▶ _What you will do_: Go through the material below and copy each line where the word "usize" appears.

▶ _Stored data_:
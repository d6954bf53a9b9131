use calamine::{open_workbook_auto, Data, Reader};
use std::fmt;
use std::path::{Path, PathBuf};
use thiserror::Error;

/// Rows of institution/term metadata above the column header row.
pub const HEADER_ROWS_SKIPPED: usize = 8;

pub const COLUMNS: [&str; 7] = ["Subject", "CA1", "CA2", "Exam", "Final", "Grade", "Remark"];

/// Subject + CA1 + CA2 + Exam must be present for a sheet to be usable.
const MIN_SOURCE_COLUMNS: usize = 4;

#[derive(Debug, Clone, PartialEq)]
pub enum Cell {
    Empty,
    Int(i64),
    Float(f64),
    Text(String),
}

impl Cell {
    pub fn is_blank(&self) -> bool {
        match self {
            Cell::Empty => true,
            Cell::Text(s) => s.trim().is_empty(),
            _ => false,
        }
    }

    fn from_sheet(value: &Data) -> Cell {
        match value {
            Data::Empty => Cell::Empty,
            Data::Int(v) => Cell::Int(*v),
            Data::Float(v) => Cell::Float(*v),
            Data::String(s) if s.is_empty() => Cell::Empty,
            Data::String(s) => Cell::Text(s.clone()),
            other => Cell::Text(other.to_string()),
        }
    }

    fn from_csv_field(field: &str) -> Cell {
        let t = field.trim();
        if t.is_empty() {
            return Cell::Empty;
        }
        if let Ok(v) = t.parse::<i64>() {
            return Cell::Int(v);
        }
        if let Ok(v) = t.parse::<f64>() {
            return Cell::Float(v);
        }
        Cell::Text(field.to_string())
    }
}

impl fmt::Display for Cell {
    fn fmt(&self, f: &mut fmt::Formatter<'_>) -> fmt::Result {
        match self {
            Cell::Empty => Ok(()),
            Cell::Int(v) => write!(f, "{v}"),
            // Spreadsheets store whole marks as floats; show them as integers.
            Cell::Float(v) if v.is_finite() && v.fract() == 0.0 && v.abs() < 1e15 => {
                write!(f, "{}", *v as i64)
            }
            Cell::Float(v) => write!(f, "{v}"),
            Cell::Text(s) => f.write_str(s),
        }
    }
}

#[derive(Debug, Clone, Copy, PartialEq, Eq)]
pub enum Grade {
    A,
    B,
    C,
    F,
}

impl Grade {
    pub fn as_str(self) -> &'static str {
        match self {
            Grade::A => "A",
            Grade::B => "B",
            Grade::C => "C",
            Grade::F => "F",
        }
    }

    pub fn remark(self) -> &'static str {
        match self {
            Grade::A => "Excellent",
            Grade::B => "Very Good",
            Grade::C => "Credit",
            Grade::F => "Failed",
        }
    }
}

/// One subject line of a report card. `final_score` and `grade` stay `None`
/// until the row is graded.
#[derive(Debug, Clone, PartialEq)]
pub struct ScoreRow {
    pub subject: Cell,
    pub ca1: Cell,
    pub ca2: Cell,
    pub exam: Cell,
    pub final_score: Option<i64>,
    pub grade: Option<Grade>,
}

impl ScoreRow {
    pub fn new(subject: Cell, ca1: Cell, ca2: Cell, exam: Cell) -> Self {
        Self {
            subject,
            ca1,
            ca2,
            exam,
            final_score: None,
            grade: None,
        }
    }

    pub fn remark(&self) -> Option<&'static str> {
        self.grade.map(Grade::remark)
    }

    /// Display strings in `COLUMNS` order; unset derived values are blank.
    pub fn display_cells(&self) -> [String; 7] {
        [
            self.subject.to_string(),
            self.ca1.to_string(),
            self.ca2.to_string(),
            self.exam.to_string(),
            self.final_score.map(|v| v.to_string()).unwrap_or_default(),
            self.grade.map(|g| g.as_str().to_string()).unwrap_or_default(),
            self.remark().map(str::to_string).unwrap_or_default(),
        ]
    }
}

#[derive(Debug, Clone, Default, PartialEq)]
pub struct ScoreTable {
    pub rows: Vec<ScoreRow>,
}

#[derive(Debug, Error)]
pub enum LoadError {
    #[error("no score file for {student_id}")]
    NotFound { student_id: String },
    #[error("unreadable score file {}: {message}", .path.display())]
    Malformed { path: PathBuf, message: String },
}

/// Directory of per-student score files, named `<student-id>.<ext>`.
#[derive(Debug, Clone)]
pub struct ScoreDir {
    root: PathBuf,
    extensions: Vec<String>,
}

impl ScoreDir {
    pub fn new(root: impl Into<PathBuf>, extensions: Vec<String>) -> Self {
        Self {
            root: root.into(),
            extensions,
        }
    }

    /// First existing `<student-id>.<ext>`, trying extensions in order.
    pub fn locate(&self, student_id: &str) -> Option<PathBuf> {
        self.extensions
            .iter()
            .map(|ext| self.root.join(format!("{}.{}", student_id, ext.trim_start_matches('.'))))
            .find(|p| p.is_file())
    }

    pub fn load(&self, student_id: &str) -> Result<ScoreTable, LoadError> {
        let Some(path) = self.locate(student_id) else {
            return Err(LoadError::NotFound {
                student_id: student_id.to_string(),
            });
        };
        load_score_file(&path)
    }
}

pub fn load_score_file(path: &Path) -> Result<ScoreTable, LoadError> {
    let is_csv = path
        .extension()
        .and_then(|s| s.to_str())
        .map(|s| s.eq_ignore_ascii_case("csv"))
        .unwrap_or(false);
    let grid = if is_csv {
        read_csv_grid(path)
    } else {
        read_sheet_grid(path)
    }
    .map_err(|message| LoadError::Malformed {
        path: path.to_path_buf(),
        message,
    })?;
    table_from_grid(grid).map_err(|message| LoadError::Malformed {
        path: path.to_path_buf(),
        message,
    })
}

/// Cells of the first worksheet addressed from A1, so leading blank rows
/// still count towards the skipped metadata block.
fn read_sheet_grid(path: &Path) -> Result<Vec<Vec<Cell>>, String> {
    let mut workbook = open_workbook_auto(path).map_err(|e| e.to_string())?;
    let range = workbook
        .worksheet_range_at(0)
        .ok_or_else(|| "workbook has no worksheets".to_string())?
        .map_err(|e| e.to_string())?;

    let Some((start_row, start_col)) = range.start() else {
        return Ok(Vec::new());
    };
    let mut grid: Vec<Vec<Cell>> = vec![Vec::new(); start_row as usize];
    for row in range.rows() {
        let mut cells = vec![Cell::Empty; start_col as usize];
        cells.extend(row.iter().map(Cell::from_sheet));
        grid.push(cells);
    }
    Ok(grid)
}

fn read_csv_grid(path: &Path) -> Result<Vec<Vec<Cell>>, String> {
    let mut reader = csv::ReaderBuilder::new()
        .has_headers(false)
        .flexible(true)
        .from_path(path)
        .map_err(|e| e.to_string())?;
    let mut grid = Vec::new();
    for record in reader.records() {
        let record = record.map_err(|e| e.to_string())?;
        grid.push(record.iter().map(Cell::from_csv_field).collect());
    }
    Ok(grid)
}

fn table_from_grid(grid: Vec<Vec<Cell>>) -> Result<ScoreTable, String> {
    let mut rows = grid.into_iter().skip(HEADER_ROWS_SKIPPED);
    let Some(header) = rows.next() else {
        return Err(format!(
            "expected a column header after {} metadata rows",
            HEADER_ROWS_SKIPPED
        ));
    };
    let header_width = header.iter().rposition(|c| !c.is_blank()).map_or(0, |i| i + 1);
    if header_width < MIN_SOURCE_COLUMNS {
        return Err(format!(
            "header row has {} columns, need at least {}",
            header_width, MIN_SOURCE_COLUMNS
        ));
    }

    let mut table = ScoreTable::default();
    for raw in rows {
        let mut cells = raw.into_iter().take(MIN_SOURCE_COLUMNS);
        let mut next = || cells.next().unwrap_or(Cell::Empty);
        let row = ScoreRow::new(next(), next(), next(), next());
        if [&row.subject, &row.ca1, &row.ca2, &row.exam]
            .iter()
            .all(|c| c.is_blank())
        {
            continue;
        }
        table.rows.push(row);
    }
    Ok(table)
}

#[cfg(test)]
mod tests {
    use super::*;

    fn text(s: &str) -> Cell {
        Cell::Text(s.to_string())
    }

    fn grid_with(rows: Vec<Vec<Cell>>) -> Vec<Vec<Cell>> {
        let mut grid = vec![vec![text("meta")]; HEADER_ROWS_SKIPPED];
        grid.extend(rows);
        grid
    }

    #[test]
    fn float_cells_display_like_whole_marks() {
        assert_eq!(Cell::Float(15.0).to_string(), "15");
        assert_eq!(Cell::Float(15.5).to_string(), "15.5");
        assert_eq!(Cell::Empty.to_string(), "");
    }

    #[test]
    fn grid_skips_metadata_and_blank_rows() {
        let header = COLUMNS.iter().map(|c| text(c)).collect::<Vec<_>>();
        let grid = grid_with(vec![
            header,
            vec![text("Maths"), Cell::Int(10), Cell::Int(12), Cell::Int(50)],
            vec![Cell::Empty, Cell::Empty],
            vec![text("English"), Cell::Float(8.0)],
        ]);
        let table = table_from_grid(grid).expect("table");
        assert_eq!(table.rows.len(), 2);
        assert_eq!(table.rows[1].ca2, Cell::Empty);
        assert_eq!(table.rows[1].exam, Cell::Empty);
        assert_eq!(table.rows[0].final_score, None);
    }

    #[test]
    fn extra_columns_are_ignored() {
        let header = vec![text("Subject"), text("CA1"), text("CA2"), text("Exam"), text("X")];
        let grid = grid_with(vec![
            header,
            vec![
                text("Maths"),
                Cell::Int(1),
                Cell::Int(2),
                Cell::Int(3),
                Cell::Int(4),
                Cell::Int(5),
                Cell::Int(6),
                Cell::Int(7),
                text("ignored"),
            ],
        ]);
        let table = table_from_grid(grid).expect("table");
        assert_eq!(table.rows[0].display_cells()[3], "3");
        assert_eq!(table.rows[0].display_cells()[4], "");
    }

    #[test]
    fn narrow_or_short_sheets_are_malformed() {
        assert!(table_from_grid(vec![vec![text("only")]; 3]).is_err());
        let grid = grid_with(vec![vec![text("Subject"), text("CA1")]]);
        assert!(table_from_grid(grid).is_err());
    }

    #[test]
    fn missing_file_is_not_found() {
        let dir = ScoreDir::new(
            std::env::temp_dir().join("reportcardd-no-such-dir"),
            vec!["xlsx".into(), "csv".into()],
        );
        match dir.load("Nobody") {
            Err(LoadError::NotFound { student_id }) => assert_eq!(student_id, "Nobody"),
            other => panic!("expected NotFound, got {other:?}"),
        }
    }
}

▶ _Exercise solution_:
pub const HEADER_ROWS_SKIPPED: usize = 8;
const MIN_SOURCE_COLUMNS: usize = 4;
    let mut grid: Vec<Vec<Cell>> = vec![Vec::new(); start_row as usize];
        let mut cells = vec![Cell::Empty; start_col as usize];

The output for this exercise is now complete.